We’re hearing a lot about how analytics is going to change networking, how they’re essential in SDN, NFV, the cloud, and maybe also critical in improving your social standing, good looks, financial health, even maybe make you run faster. How big can “big data” get? Apparently the sky’s the limit. As usual, most of this is just crap, and so we need to look at the question of applying “analytics” to network services to sort out any good ideas from the inevitable chaff of marketing claims.
First, “Knowledge is Power” not “data”. In order for “data” to become knowledge, you need the critical notion of context. When I know that traffic is heavy, it’s nice. If I know what road it’s on and when, it’s nicer. If I know it’s on the road I plan to use, it’s power. The point here is that collecting information on network behavior does little good if you can’t apply that data contextually in some way, and there are two approaches you can take to get to context. Then you have to turn that “knowledge” into power separately.

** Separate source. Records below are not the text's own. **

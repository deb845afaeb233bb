//! Browser and system language detection.

use crate::i18n::Language;
use std::env;

/// Parse an `Accept-Language` style list into tags, highest quality first.
///
/// `"ar-EG,ar;q=0.9,en;q=0.8"` gives `["ar-EG", "ar", "en"]`. Entries with
/// `q=0` or an unparseable weight are dropped; ties keep their original order.
pub fn parse_accept_language(header: &str) -> Vec<String> {
    let mut weighted: Vec<(f32, usize, String)> = header
        .split(',')
        .enumerate()
        .filter_map(|(position, entry)| {
            let mut parts = entry.split(';');
            let tag = parts.next()?.trim();
            if tag.is_empty() || tag == "*" {
                return None;
            }

            let quality = match parts.find_map(|p| p.trim().strip_prefix("q=")) {
                Some(q) => q.trim().parse::<f32>().ok()?,
                None => 1.0,
            };
            if quality <= 0.0 {
                return None;
            }

            Some((quality, position, tag.to_string()))
        })
        .collect();

    weighted.sort_by(|a, b| b.0.total_cmp(&a.0).then(a.1.cmp(&b.1)));
    weighted.into_iter().map(|(_, _, tag)| tag).collect()
}

/// Read the process locale from `LC_ALL`, `LC_MESSAGES` then `LANG`.
///
/// `"de_DE.UTF-8"` becomes `"de-DE"`. `C` and `POSIX` are ignored.
pub fn detect_system_locale() -> Option<String> {
    ["LC_ALL", "LC_MESSAGES", "LANG"]
        .iter()
        .filter_map(|var| env::var(var).ok())
        .find_map(|value| normalize_locale(&value))
}

fn normalize_locale(value: &str) -> Option<String> {
    let trimmed = value.trim();
    let locale = trimmed.split(['.', '@']).next()?.replace('_', "-");
    if locale.is_empty() || locale == "C" || locale == "POSIX" {
        return None;
    }
    Some(locale)
}

/// First tag whose primary subtag is an enabled language.
pub fn match_supported<S: AsRef<str>>(tags: &[S]) -> Option<Language> {
    tags.iter().find_map(|tag| {
        let primary = tag.as_ref().split('-').next()?.trim().to_ascii_lowercase();
        Language::from_code(&primary).ok()
    })
}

The first approach to data context in network analytics is one of baselining. If traffic is “heavy” it has to be heavy relative to something, and in baselining you attempt to define a normal state, as a value of variables or more likely a range of value. When data falls outside the range at any point, you take that as an indication of abnormal behavior, which means that you undertake some action for remediation (the “power” part). However, getting baselines for variables won’t create context because you can’t relate the conditions across measurement points with anything in particular. Baselining, or simply range-testing in analytics, isn’t particularly helpful, and most people who do anything with it that’s useful really mean past-state analysis when they say “baselining”.

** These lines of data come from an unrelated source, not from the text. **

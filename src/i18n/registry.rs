//! Language registry: Single source of truth for all supported languages.
//!
//! The set of languages a page can be shown in is fixed. It is initialised
//! once with `OnceLock` and is immutable afterwards.

use serde::Serialize;
use std::sync::OnceLock;

/// Text direction of a language.
#[derive(Debug, Clone, Copy, PartialEq, Eq, Hash, Serialize)]
#[serde(rename_all = "lowercase")]
pub enum Direction {
    Ltr,
    Rtl,
}

impl Direction {
    /// Value of the HTML `dir` attribute
    pub fn as_str(&self) -> &'static str {
        match self {
            Direction::Ltr => "ltr",
            Direction::Rtl => "rtl",
        }
    }
}

/// Configuration for a supported language.
#[derive(Debug, Clone)]
pub struct LanguageConfig {
    /// ISO 639-1 language code (e.g., "en", "ar")
    pub code: &'static str,

    /// English name of the language
    pub name: &'static str,

    /// Native name of the language, shown in the language switcher
    pub native_name: &'static str,

    /// Whether this is the default language the datasets are written in
    /// (only one should be true)
    pub is_default: bool,

    /// Whether this language is enabled for use
    pub enabled: bool,

    pub direction: Direction,

    /// BCP 47 locale used for number and date formatting
    pub locale: &'static str,
}

/// Global language registry singleton.
pub struct LanguageRegistry {
    languages: Vec<LanguageConfig>,
}

static REGISTRY: OnceLock<LanguageRegistry> = OnceLock::new();

impl LanguageRegistry {
    /// Get the global language registry instance.
    pub fn get() -> &'static LanguageRegistry {
        REGISTRY.get_or_init(|| LanguageRegistry {
            languages: default_languages(),
        })
    }

    /// Get a language configuration by its code.
    pub fn get_by_code(&self, code: &str) -> Option<&LanguageConfig> {
        self.languages.iter().find(|lang| lang.code == code)
    }

    /// All enabled languages, in registry order (default first).
    pub fn list_enabled(&self) -> Vec<&LanguageConfig> {
        self.languages.iter().filter(|lang| lang.enabled).collect()
    }

    /// Get all languages (including disabled ones).
    pub fn list_all(&self) -> Vec<&LanguageConfig> {
        self.languages.iter().collect()
    }

    /// The default language configuration.
    ///
    /// # Panics
    /// Panics if the registry does not define exactly one default language
    /// (a configuration error in `default_languages`).
    pub fn default_language(&self) -> &LanguageConfig {
        let defaults: Vec<_> = self
            .languages
            .iter()
            .filter(|lang| lang.is_default)
            .collect();

        match defaults.len() {
            0 => panic!("No default language found in registry"),
            1 => defaults[0],
            _ => panic!("Multiple default languages found in registry"),
        }
    }

    /// Check if a language code is supported and enabled.
    pub fn is_enabled(&self, code: &str) -> bool {
        self.get_by_code(code)
            .map(|lang| lang.enabled)
            .unwrap_or(false)
    }
}

/// Languages the site is published in.
fn default_languages() -> Vec<LanguageConfig> {
    vec![
        LanguageConfig {
            code: "en",
            name: "English",
            native_name: "English",
            is_default: true,
            enabled: true,
            direction: Direction::Ltr,
            locale: "en-US",
        },
        LanguageConfig {
            code: "ar",
            name: "Arabic",
            native_name: "العربية",
            is_default: false,
            enabled: true,
            direction: Direction::Rtl,
            locale: "ar",
        },
        LanguageConfig {
            code: "fr",
            name: "French",
            native_name: "Français",
            is_default: false,
            enabled: true,
            direction: Direction::Ltr,
            locale: "fr-FR",
        },
        LanguageConfig {
            code: "es",
            name: "Spanish",
            native_name: "Español",
            is_default: false,
            enabled: true,
            direction: Direction::Ltr,
            locale: "es-ES",
        },
        LanguageConfig {
            code: "de",
            name: "German",
            native_name: "Deutsch",
            is_default: false,
            enabled: true,
            direction: Direction::Ltr,
            locale: "de-DE",
        },
    ]
}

What some analytics approaches advocate is to look at the state of the network holistically, with all variables considered individually relative to their accepted range of values. You then essentially pattern-match to decide what past state this present one corresponds to, and you accept the way that past state was interpreted as being the context of the current conditions. The NOC said this was Friday-and-I-have-no-date traffic last time it happened, so that’s what I’ll call it this time. Presumably, if we can determine the remedies taken last time and apply them (or at least suggest them) automatically, we can respond correctly. However, we have to assume that our baseline map has 1) accurately established context based on past-state analysis, and 2) that somebody has created rules for response that can be applied to the current situation. Most analytics processes don’t really address the latter of the two issues; it’s up to an operations specialist to somehow create general scripts or policies and make them runnable on demand.
The second approach to gaining context is to take a service-driven approach. A network asserts a service set that’s consumed by its users. Each service is dependent on resource behaviors that fulfill it, and if you understand what behaviors are associated with a given service you can correlate the state of these behaviors with the services. Now if “Behavior 4” has a variable out of range, you can presume that means that the services depending on Behavior 4 will be impacted.

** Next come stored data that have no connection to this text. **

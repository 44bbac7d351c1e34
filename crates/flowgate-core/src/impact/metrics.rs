//! Impact metrics and the tracker contract

use std::collections::{BTreeMap, HashMap};

use async_trait::async_trait;
use chrono::{DateTime, Utc};
use rust_decimal::Decimal;
use serde::{Deserialize, Serialize};

/// Quantified value attributed to one workflow instance
#[derive(Debug, Clone, Serialize, Deserialize)]
pub struct ImpactMetrics {
    pub workflow_instance_id: String,
    pub workflow_id: String,
    pub department: String,
    pub timestamp: DateTime<Utc>,
    pub cost_saved: Decimal,
    pub revenue_influenced: Decimal,
    pub time_saved_minutes: Decimal,
    pub manual_steps_eliminated: u32,
    pub risk_reduction_score: f64,

    #[serde(default)]
    pub custom_metrics: HashMap<String, f64>,
}

impl ImpactMetrics {
    /// Zeroed metrics for an instance
    pub fn new(
        workflow_instance_id: impl Into<String>,
        workflow_id: impl Into<String>,
        department: impl Into<String>,
    ) -> Self {
        Self {
            workflow_instance_id: workflow_instance_id.into(),
            workflow_id: workflow_id.into(),
            department: department.into(),
            timestamp: Utc::now(),
            cost_saved: Decimal::ZERO,
            revenue_influenced: Decimal::ZERO,
            time_saved_minutes: Decimal::ZERO,
            manual_steps_eliminated: 0,
            risk_reduction_score: 0.0,
            custom_metrics: HashMap::new(),
        }
    }

    pub fn with_cost_saved(mut self, cost_saved: Decimal) -> Self {
        self.cost_saved = cost_saved;
        self
    }

    pub fn with_revenue_influenced(mut self, revenue: Decimal) -> Self {
        self.revenue_influenced = revenue;
        self
    }

    pub fn with_time_saved_minutes(mut self, minutes: Decimal) -> Self {
        self.time_saved_minutes = minutes;
        self
    }

    pub fn with_manual_steps_eliminated(mut self, steps: u32) -> Self {
        self.manual_steps_eliminated = steps;
        self
    }
}

/// Per-department totals
#[derive(Debug, Clone, Default, PartialEq, Serialize, Deserialize)]
pub struct DepartmentImpact {
    /// Lowercased department name
    pub department: String,
    pub cost_saved: Decimal,
    pub revenue_influenced: Decimal,
    pub time_saved_minutes: Decimal,
    pub workflows_executed: usize,
}

/// Aggregated impact over a set of metrics
///
/// Money and time are exact decimals, so the totals do not depend on the
/// order records were added in.
#[derive(Debug, Clone, Default, PartialEq, Serialize, Deserialize)]
pub struct ImpactSummary {
    pub total_cost_saved: Decimal,
    pub total_revenue_influenced: Decimal,
    pub total_time_saved_minutes: Decimal,
    pub total_workflows_executed: usize,
    pub total_steps_automated: u64,

    /// Keyed by the lowercased department name
    pub by_department: BTreeMap<String, DepartmentImpact>,
}

impl ImpactSummary {
    /// Fold one metrics record into the totals
    pub fn add(&mut self, metrics: &ImpactMetrics) {
        self.total_cost_saved += metrics.cost_saved;
        self.total_revenue_influenced += metrics.revenue_influenced;
        self.total_time_saved_minutes += metrics.time_saved_minutes;
        self.total_workflows_executed += 1;
        self.total_steps_automated += u64::from(metrics.manual_steps_eliminated);

        let key = metrics.department.to_ascii_lowercase();
        let department = self
            .by_department
            .entry(key.clone())
            .or_insert_with(|| DepartmentImpact {
                department: key,
                ..DepartmentImpact::default()
            });
        department.cost_saved += metrics.cost_saved;
        department.revenue_influenced += metrics.revenue_influenced;
        department.time_saved_minutes += metrics.time_saved_minutes;
        department.workflows_executed += 1;
    }
}

/// Error from impact tracker operations
#[derive(Debug, thiserror::Error)]
pub enum ImpactError {
    #[error("impact store unavailable: {0}")]
    Unavailable(String),
}

/// Records and summarizes impact metrics
#[async_trait]
pub trait ImpactTracker: Send + Sync {
    async fn record(&self, metrics: ImpactMetrics) -> Result<(), ImpactError>;

    /// Totals over records matching `department` (case-insensitive) recorded at or after `since`
    async fn summary(
        &self,
        department: Option<&str>,
        since: Option<DateTime<Utc>>,
    ) -> Result<ImpactSummary, ImpactError>;
}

The critical requirement in a service-based analytics application is that there be a correlation between the data you collect and “services”. That means either that you have to measure only service-specific variables and ignore resource state, or that you understand the way resources relate to the services.
Resource relationships to services depend on whether the service network is a provisioned resource or a connection network. In a provisioned resource, you make a specific connectivity change to accommodate the service and so you presumably have some knowledge of how you did it. In cloud networking, for example, if you use Neutron to set up connections among hosted elements, you know what connections you set up. In connection networks, the members of the network are mutually addressable, and so you don’t have to do anything special to let them talk, Instead you have to know how a given connection would be carried, which means an analysis of the state of the forwarding rules for the nodes.
One thing all of this demonstrates, if you think it through, is that there are really two networks here—a service network and a resource network. There are also then two ways of looking at network conditions—based on how they impact services directly (the service-network view) and based on the health of the resources, working on the theory that healthy resources would support services as designed.
You might think this means that the service context is useless, but the opposite is true. That’s because there are two levels of “service” in a network. One level defines the “functional behavior” of the service and is created and sustained by maintaining functional relationships among elements, and the other defines the “structural behavior” of the service, which is created by that connection network (or networks). Resources, or infrastructure, asserts its own services. When we talk about a service view of something in relation to analytics we’re not talking about the retail functional relationships but rather the structural relationships—which is good because it’s the resources we have data from.
For new technologies like SDN and NFV I think this dualism is critical, both to allow analytics to be used effectively and to make operations of a network practical. Where a “service” is coerced from “multi-tenant” resources by network/service policies, you can’t spend a lot of time fiddling with individual connected users and applications because you set up the multi-tenant connection network to avoid that. In that case, you have to consider the whole connection network as a service.
The final point here, the “power” part of knowledge, is making something happen with what you now know. The service-based framing of network analytics means that you have something ecosystemic you can use as context—the connection-network service you defined. Logically, if that’s your framework then you have to be able to take service experience and pull resource conditions out of it to create your analysis, which means that analytics has to be related to some sort of service, and in a way that allows you to collect resource data for that service on demand. This is the thing you need to look for when somebody talks “network analytics” to you.